Mehr als Betroffenheit
Im Journalismus zum Thema bleibt jede Menge zu tun. Das Gesetz über Eingetragene Lebenspartnerschaft ist bestenfalls ein Anfang auf dem Weg, das Homosexuelle nicht mehr als Besonderes zu sehen. Ein Antidiskriminierungsgesetz braucht es natürlich auch. Und Druck auf Schulbehörden, ihre Sexualkundebücher von antihomosexueller Skepsis zu tilgen.

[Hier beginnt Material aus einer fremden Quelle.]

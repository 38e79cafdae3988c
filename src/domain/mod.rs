//! Core domain types and logic.

pub mod ohlcv;
pub mod indicator;
pub mod indicator_helpers;
pub mod fetch;
pub mod bar_loader;
pub mod flow;
pub mod fundamentals;
pub mod strategy;
pub mod trend;
pub mod scanner;
pub mod universe;
pub mod position;
pub mod watchlist;
pub mod config_validation;
pub mod error;
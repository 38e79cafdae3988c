//! Configuration validation.
//!
//! Checks every section before a scan or server start. Absent keys are fine
//! (defaults apply); present keys must hold usable values.

use crate::domain::error::HunterError;
use crate::domain::scanner::MIN_BARS;
use crate::domain::strategy::Strategy;
use crate::domain::universe::parse_universe;
use crate::ports::config_port::ConfigPort;
use std::net::SocketAddr;

pub fn validate_config(config: &dyn ConfigPort) -> Result<(), HunterError> {
    validate_data(config)?;
    validate_scan(config)?;
    validate_universe(config)?;
    validate_risk(config)?;
    validate_web(config)?;
    Ok(())
}

fn validate_data(config: &dyn ConfigPort) -> Result<(), HunterError> {
    if let Some(url) = config.get_trimmed("data", "base_url") {
        if !(url.starts_with("http://") || url.starts_with("https://")) {
            return Err(HunterError::invalid(
                "data",
                "base_url",
                "base_url must be an http(s) URL",
            ));
        }
    }
    if config.get_int("data", "timeout_secs", 1) <= 0 {
        return Err(HunterError::invalid("data", "timeout_secs", "timeout_secs must be positive"));
    }
    Ok(())
}

fn validate_scan(config: &dyn ConfigPort) -> Result<(), HunterError> {
    if let Some(s) = config.get_trimmed("scan", "strategy") {
        s.parse::<Strategy>()
            .map_err(|e| HunterError::invalid("scan", "strategy", e.to_string()))?;
    }
    for key in [
        "price_lookback_days",
        "flow_lookback_days",
        "revenue_lookback_days",
        "flow_max_rows",
        "min_bars",
    ] {
        if config.get_int("scan", key, 1) < 1 {
            return Err(HunterError::invalid("scan", key, format!("{key} must be at least 1")));
        }
    }
    if config.get_int("scan", "min_bars", MIN_BARS as i64) < MIN_BARS as i64 {
        return Err(HunterError::invalid(
            "scan",
            "min_bars",
            format!("min_bars must be at least {MIN_BARS}"),
        ));
    }
    Ok(())
}

fn validate_universe(config: &dyn ConfigPort) -> Result<(), HunterError> {
    if let Some(stocks) = config.get_trimmed("universe", "stocks") {
        parse_universe(&stocks)?;
    }
    Ok(())
}

fn validate_risk(config: &dyn ConfigPort) -> Result<(), HunterError> {
    if config.get_double("risk", "capital", 1.0) <= 0.0 {
        return Err(HunterError::invalid("risk", "capital", "capital must be positive"));
    }
    let risk_pct = config.get_double("risk", "risk_pct", 1.0);
    if !(0.0..=100.0).contains(&risk_pct) {
        return Err(HunterError::invalid(
            "risk",
            "risk_pct",
            "risk_pct must be between 0 and 100",
        ));
    }
    Ok(())
}

fn validate_web(config: &dyn ConfigPort) -> Result<(), HunterError> {
    if let Some(listen) = config.get_trimmed("web", "listen") {
        listen.parse::<SocketAddr>().map_err(|_| {
            HunterError::invalid("web", "listen", format!("{listen:?} is not a socket address"))
        })?;
    }
    Ok(())
}

#[cfg(test)]
mod tests {
    use super::*;
    use crate::adapters::file_config_adapter::FileConfigAdapter;

    fn check(ini: &str) -> Result<(), HunterError> {
        validate_config(&FileConfigAdapter::from_string(ini).unwrap())
    }

    fn invalid_key(result: Result<(), HunterError>) -> Option<(String, String)> {
        match result {
            Err(HunterError::ConfigInvalid { section, key, .. }) => Some((section, key)),
            _ => None,
        }
    }

    #[test]
    fn empty_config_is_valid() {
        assert!(check("").is_ok());
    }

    #[test]
    fn full_config_is_valid() {
        let ini = r#"
[data]
base_url = https://api.finmindtrade.com/api/v4/data
timeout_secs = 10
[scan]
strategy = standard
min_bars = 50
[universe]
stocks = 2330|TSMC|Semiconductors
[risk]
capital = 500000
risk_pct = 2
[web]
listen = 127.0.0.1:3000
"#;
        assert!(check(ini).is_ok());
    }

    #[test]
    fn rejects_bad_url() {
        assert_eq!(
            invalid_key(check("[data]\nbase_url = ftp://example.com\n")),
            Some(("data".into(), "base_url".into()))
        );
    }

    #[test]
    fn rejects_unknown_strategy() {
        assert_eq!(
            invalid_key(check("[scan]\nstrategy = breakout\n")),
            Some(("scan".into(), "strategy".into()))
        );
    }

    #[test]
    fn rejects_zero_lookback() {
        assert_eq!(
            invalid_key(check("[scan]\nflow_lookback_days = 0\n")),
            Some(("scan".into(), "flow_lookback_days".into()))
        );
    }

    #[test]
    fn rejects_min_bars_below_floor() {
        assert_eq!(
            invalid_key(check("[scan]\nmin_bars = 20\n")),
            Some(("scan".into(), "min_bars".into()))
        );
        assert!(check("[scan]\nmin_bars = 50\n").is_ok());
        assert!(check("[scan]\nmin_bars = 120\n").is_ok());
    }

    #[test]
    fn rejects_bad_universe() {
        assert!(matches!(
            check("[universe]\nstocks = 2330|TSMC\n"),
            Err(HunterError::Universe(_))
        ));
    }

    #[test]
    fn rejects_bad_risk() {
        assert_eq!(
            invalid_key(check("[risk]\ncapital = -1\n")),
            Some(("risk".into(), "capital".into()))
        );
        assert_eq!(
            invalid_key(check("[risk]\nrisk_pct = 150\n")),
            Some(("risk".into(), "risk_pct".into()))
        );
    }

    #[test]
    fn rejects_bad_listen() {
        assert_eq!(
            invalid_key(check("[web]\nlisten = localhost\n")),
            Some(("web".into(), "listen".into()))
        );
    }
}
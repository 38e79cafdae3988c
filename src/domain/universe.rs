//! Symbol universe the scanner walks.
//!
//! Parsed once from configuration as `symbol|name|sector` entries separated by
//! commas. Falls back to a built-in list of eight large Taiwan listings.

use crate::domain::error::UniverseError;
use serde::Serialize;
use std::collections::HashSet;

#[derive(Debug, Clone, PartialEq, Eq, Serialize)]
pub struct UniverseEntry {
    pub symbol: String,
    pub name: String,
    pub sector: String,
}

impl UniverseEntry {
    pub fn new(symbol: &str, name: &str, sector: &str) -> Self {
        Self {
            symbol: symbol.to_string(),
            name: name.to_string(),
            sector: sector.to_string(),
        }
    }

    /// Symbol as shown to users, with the exchange suffix.
    pub fn display_symbol(&self) -> String {
        format!("{}.TW", self.symbol)
    }
}

pub fn parse_universe(input: &str) -> Result<Vec<UniverseEntry>, UniverseError> {
    let mut entries = Vec::new();
    let mut seen = HashSet::new();

    for token in input.split(',') {
        let trimmed = token.trim();
        if trimmed.is_empty() {
            return Err(UniverseError::EmptyEntry);
        }

        let parts: Vec<&str> = trimmed.split('|').map(str::trim).collect();
        let [symbol, name, sector] = parts[..] else {
            return Err(UniverseError::Malformed {
                entry: trimmed.to_string(),
            });
        };
        if symbol.is_empty() {
            return Err(UniverseError::Malformed {
                entry: trimmed.to_string(),
            });
        }

        let symbol = symbol.to_uppercase().trim_end_matches(".TW").to_string();
        if !seen.insert(symbol.clone()) {
            return Err(UniverseError::DuplicateSymbol(symbol));
        }
        entries.push(UniverseEntry::new(&symbol, name, sector));
    }

    Ok(entries)
}

pub fn default_universe() -> Vec<UniverseEntry> {
    [
        ("2330", "TSMC", "Semiconductors"),
        ("2454", "MediaTek", "IC Design"),
        ("3661", "Alchip", "IC Design"),
        ("2317", "Hon Hai", "Contract Manufacturing"),
        ("2603", "Evergreen Marine", "Shipping"),
        ("3035", "Faraday", "IC Design"),
        ("3037", "Unimicron", "PCB"),
        ("2382", "Quanta", "Computer Peripherals"),
    ]
    .iter()
    .map(|(symbol, name, sector)| UniverseEntry::new(symbol, name, sector))
    .collect()
}
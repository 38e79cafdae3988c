//! HTTP error responses for the web adapter.

use axum::{
    http::StatusCode,
    response::{IntoResponse, Response},
    Json,
};

use crate::domain::error::HunterError;

#[derive(Debug)]
pub struct WebError {
    pub status: StatusCode,
    pub message: String,
}

impl WebError {
    pub fn new(status: StatusCode, message: impl Into<String>) -> Self {
        Self {
            status,
            message: message.into(),
        }
    }

    pub fn not_found(message: impl Into<String>) -> Self {
        Self::new(StatusCode::NOT_FOUND, message)
    }

    pub fn bad_request(message: impl Into<String>) -> Self {
        Self::new(StatusCode::BAD_REQUEST, message)
    }
}

impl From<HunterError> for WebError {
    fn from(err: HunterError) -> Self {
        Self::new(status_from_error(&err), err.to_string())
    }
}

impl IntoResponse for WebError {
    fn into_response(self) -> Response {
        let body = Json(serde_json::json!({ "error": self.message }));
        (self.status, body).into_response()
    }
}

pub fn status_from_error(err: &HunterError) -> StatusCode {
    match err {
        HunterError::ConfigMissing { .. }
        | HunterError::ConfigInvalid { .. }
        | HunterError::ConfigParse { .. }
        | HunterError::UnknownStrategy(_)
        | HunterError::Universe(_) => StatusCode::BAD_REQUEST,
        HunterError::Http { .. } | HunterError::Api { .. } | HunterError::DataParse { .. } => {
            StatusCode::BAD_GATEWAY
        }
        HunterError::Io(_) => StatusCode::INTERNAL_SERVER_ERROR,
    }
}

Wie auch die Diskussion über Lebensstile: Der dänische Soziologe (und taz-Autor) Henning Bech hat dies in einem Essay im taz.mag mal so beschrieben: Während die Heterosexuellen sich homosexueller Lebensstile bedienen (eine im Vergleich zu früher viel spätere Entscheidung für einen Lebenspartner, unabhängig vom Wunsch nach einem Kind), eignen sich Homosexuelle den traditionellen Lebensstil Heterosexueller an – hegen also den Wunsch nach Familie, nach Kindern und nach einer (Achtung: Ökokomponente) gewissen Nachhaltigkeit der Beziehungen, ob mit oder ohne Sex.
Es ist angenehm, Fortschritte im Redaktionsalltag zu registrieren: Da merken (nicht homosexuelle) Kollegen aus dem Inlandsressort mit größter Selbstverständlichkeit, dass man auf bestimmte Sachen, beispielsweise in puncto Homoehe, mit einem Bericht eingehen muss. Sie nehmen Homosexuelles nicht mehr nur als buntes oder Betroffenenthema wahr. Sondern als Beobachter und Analytiker auf einem politischen Feld, das – auch für die Grünen – zu einer Erfolgsgeschichte geworden ist.